Methods: This study included 111 patients with metastatic renal cell carcinoma receiving targeted therapy. CCL21 expression was analyzed by immunohistochemistry on tissue microarrays. Prognostic value of tumoral CCL21 expression and patients’ clinical outcomes were evaluated.
Results: Kaplan-Meier method showed that low CCL21 expression was associated with shorter patient overall survival and progression-free survival (overall survival, P = 0.005; progression-free survival, P = 0.044). Further stratified analysis showed that low CCL21 expression was significantly associated with shorter overall survival in clear cell renal cell carcinoma patients (P = 0.017) and patients treated with sorafenib (P = 0.009).
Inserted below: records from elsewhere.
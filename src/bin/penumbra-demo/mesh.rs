use gl::types::*;
use std::mem;
use std::ptr;

/// Indexed triangles with interleaved `[x, y, u, v]` vertices.
pub struct Mesh {
    vao: GLuint,
    vbo: GLuint,
    ebo: GLuint,
    pub index_count: i32,
}

impl Mesh {
    pub fn draw(&self) {
        unsafe {
            gl::BindVertexArray(self.vao);
            gl::DrawElements(gl::TRIANGLES, self.index_count, gl::UNSIGNED_INT, ptr::null());
            gl::BindVertexArray(0);
        }
    }
}

impl Drop for Mesh {
    fn drop(&mut self) {
        unsafe {
            gl::DeleteVertexArrays(1, &self.vao);
            gl::DeleteBuffers(1, &self.vbo);
            gl::DeleteBuffers(1, &self.ebo);
        }
    }
}

fn upload_mesh(vertices: &[f32], indices: &[u32]) -> Mesh {
    let mut vao = 0;
    let mut vbo = 0;
    let mut ebo = 0;

    unsafe {
        gl::GenVertexArrays(1, &mut vao);
        gl::GenBuffers(1, &mut vbo);
        gl::GenBuffers(1, &mut ebo);

        gl::BindVertexArray(vao);

        gl::BindBuffer(gl::ARRAY_BUFFER, vbo);
        gl::BufferData(
            gl::ARRAY_BUFFER,
            (vertices.len() * mem::size_of::<f32>()) as GLsizeiptr,
            vertices.as_ptr() as *const _,
            gl::STATIC_DRAW,
        );

        gl::BindBuffer(gl::ELEMENT_ARRAY_BUFFER, ebo);
        gl::BufferData(
            gl::ELEMENT_ARRAY_BUFFER,
            (indices.len() * mem::size_of::<u32>()) as GLsizeiptr,
            indices.as_ptr() as *const _,
            gl::STATIC_DRAW,
        );

        let stride = 4 * mem::size_of::<f32>() as GLsizei;

        // a_position (location 0)
        gl::VertexAttribPointer(0, 2, gl::FLOAT, gl::FALSE, stride, ptr::null());
        gl::EnableVertexAttribArray(0);

        // a_texCoord (location 1)
        gl::VertexAttribPointer(
            1,
            2,
            gl::FLOAT,
            gl::FALSE,
            stride,
            (2 * mem::size_of::<f32>()) as *const _,
        );
        gl::EnableVertexAttribArray(1);

        gl::BindVertexArray(0);
    }

    Mesh {
        vao,
        vbo,
        ebo,
        index_count: indices.len() as i32,
    }
}

/// Unit quad from (0, 0) to (1, 1); sprites scale and place it with `u_model`.
pub fn create_quad() -> Mesh {
    #[rustfmt::skip]
    let vertices: [f32; 16] = [
        0.0, 0.0,  0.0, 1.0,
        1.0, 0.0,  1.0, 1.0,
        1.0, 1.0,  1.0, 0.0,
        0.0, 1.0,  0.0, 0.0,
    ];
    let indices = [0, 1, 2, 0, 2, 3];
    upload_mesh(&vertices, &indices)
}
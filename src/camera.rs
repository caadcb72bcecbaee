use glam::{Mat4, Vec2, Vec3};
use serde::{Deserialize, Serialize};

/// Pixel rectangle inside the window, y-up (OpenGL window coordinates).
#[derive(Debug, Clone, Copy, PartialEq, Eq, Default, Serialize, Deserialize)]
pub struct ScreenRect {
    pub x: i32,
    pub y: i32,
    pub width: i32,
    pub height: i32,
}

impl ScreenRect {
    pub fn new(x: i32, y: i32, width: i32, height: i32) -> Self {
        Self {
            x,
            y,
            width,
            height,
        }
    }

    pub fn offset(&self) -> Vec2 {
        Vec2::new(self.x as f32, self.y as f32)
    }

    pub fn size(&self) -> Vec2 {
        Vec2::new(self.width as f32, self.height as f32)
    }
}

/// Window size in logical pixels plus the factor to framebuffer pixels
/// (2.0 on most HiDPI displays).
#[derive(Debug, Clone, Copy, PartialEq)]
pub struct WindowSize {
    pub width: u32,
    pub height: u32,
    pub backbuffer_scale: f32,
}

impl WindowSize {
    pub fn new(width: u32, height: u32, backbuffer_scale: f32) -> Self {
        Self {
            width,
            height,
            backbuffer_scale,
        }
    }

    /// Framebuffer size in pixels, never below 1x1.
    pub fn framebuffer(&self) -> (i32, i32) {
        let w = (self.width as f32 * self.backbuffer_scale).round() as i32;
        let h = (self.height as f32 * self.backbuffer_scale).round() as i32;
        (w.max(1), h.max(1))
    }
}

/// How the world area maps onto the window when it is resized.
#[derive(Debug, Clone, Copy, PartialEq, Eq, Default, Serialize, Deserialize)]
#[serde(rename_all = "snake_case")]
pub enum Scaling {
    /// Keep the world size and aspect, letterbox or pillarbox the rest.
    #[default]
    Fit,
    /// Keep the aspect by growing the world along the longer screen axis.
    Extend,
    /// Fill the window, distorting the aspect.
    Stretch,
}

/// World area shown on screen and the screen rectangle it is drawn into.
#[derive(Debug, Clone, PartialEq)]
pub struct Viewport {
    pub scaling: Scaling,
    /// World size requested by the caller. `world_size()` may differ under `Extend`.
    pub min_world: Vec2,
    world: Vec2,
    screen: ScreenRect,
}

impl Viewport {
    pub fn new(scaling: Scaling, world_width: f32, world_height: f32) -> Self {
        let world = Vec2::new(world_width, world_height);
        Self {
            scaling,
            min_world: world,
            world,
            screen: ScreenRect::default(),
        }
    }

    /// Recompute the screen rectangle (and world size for `Extend`) for a window of
    /// `screen_width` x `screen_height` pixels.
    pub fn update(&mut self, screen_width: i32, screen_height: i32) {
        let sw = screen_width as f32;
        let sh = screen_height as f32;
        match self.scaling {
            Scaling::Fit => {
                let scale = (sw / self.min_world.x).min(sh / self.min_world.y);
                let w = (self.min_world.x * scale).round() as i32;
                let h = (self.min_world.y * scale).round() as i32;
                self.world = self.min_world;
                self.screen = ScreenRect::new(
                    (screen_width - w) / 2,
                    (screen_height - h) / 2,
                    w,
                    h,
                );
            }
            Scaling::Extend => {
                let scale = (sw / self.min_world.x).min(sh / self.min_world.y);
                self.world = Vec2::new(sw / scale, sh / scale);
                self.screen = ScreenRect::new(0, 0, screen_width, screen_height);
            }
            Scaling::Stretch => {
                self.world = self.min_world;
                self.screen = ScreenRect::new(0, 0, screen_width, screen_height);
            }
        }
    }

    pub fn world_size(&self) -> Vec2 {
        self.world
    }

    pub fn screen(&self) -> ScreenRect {
        self.screen
    }
}

/// Orthographic 2D camera looking down -Z at the world plane.
#[derive(Debug, Clone, PartialEq)]
pub struct Camera2d {
    pub position: Vec2,
    pub zoom: f32,
    /// World units covered by the camera at zoom 1.
    pub viewport_size: Vec2,
}

impl Camera2d {
    pub fn new(viewport_width: f32, viewport_height: f32) -> Self {
        Self {
            position: Vec2::new(viewport_width / 2.0, viewport_height / 2.0),
            zoom: 1.0,
            viewport_size: Vec2::new(viewport_width, viewport_height),
        }
    }

    /// Match the camera to the viewport's world size after a resize.
    pub fn fit_to(&mut self, viewport: &Viewport) {
        self.viewport_size = viewport.world_size();
    }

    pub fn view_matrix(&self) -> Mat4 {
        Mat4::from_translation(-self.position.extend(0.0))
    }

    pub fn projection_matrix(&self) -> Mat4 {
        let half = self.viewport_size * self.zoom / 2.0;
        Mat4::orthographic_rh_gl(-half.x, half.x, -half.y, half.y, -1.0, 1.0)
    }

    /// Projection * view, the matrix sprites and shadow geometry are drawn with.
    pub fn combined(&self) -> Mat4 {
        self.projection_matrix() * self.view_matrix()
    }

    /// World point to window pixels (y-up) inside `viewport`'s screen rectangle.
    pub fn project(&self, world: Vec2, viewport: &Viewport) -> Vec2 {
        let ndc = self.combined().project_point3(world.extend(0.0));
        let rect = viewport.screen();
        rect.offset() + (Vec2::new(ndc.x, ndc.y) + Vec2::ONE) / 2.0 * rect.size()
    }

    /// Window pixels (y-up) back to the world plane.
    pub fn unproject(&self, screen: Vec2, viewport: &Viewport) -> Vec2 {
        let rect = viewport.screen();
        let ndc = (screen - rect.offset()) / rect.size() * 2.0 - Vec2::ONE;
        let world = self
            .combined()
            .inverse()
            .project_point3(Vec3::new(ndc.x, ndc.y, 0.0));
        Vec2::new(world.x, world.y)
    }
}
Low CCL21 expression was also an adverse independent risk factor for overall survival (hazard ratio, 2.106; 95% CI, 1.286-3.450; P = 0.003) and progression-free survival (hazard ratio 1.617; 95%CI 1.060-2.465; P = 0.026) in multivariate analyses. CCL21 expression was significantly associated with treatment best response to targeted therapy (P = 0.009). This molecule could also be combined with Heng risk model to increase its overall survival predictive accuracy.
Conclusion: Low CCL21 expression was a potential independent adverse prognostic biomarker for overall survival and progression-free survival for metastatic renal cell carcinoma patients treated with targeted therapy.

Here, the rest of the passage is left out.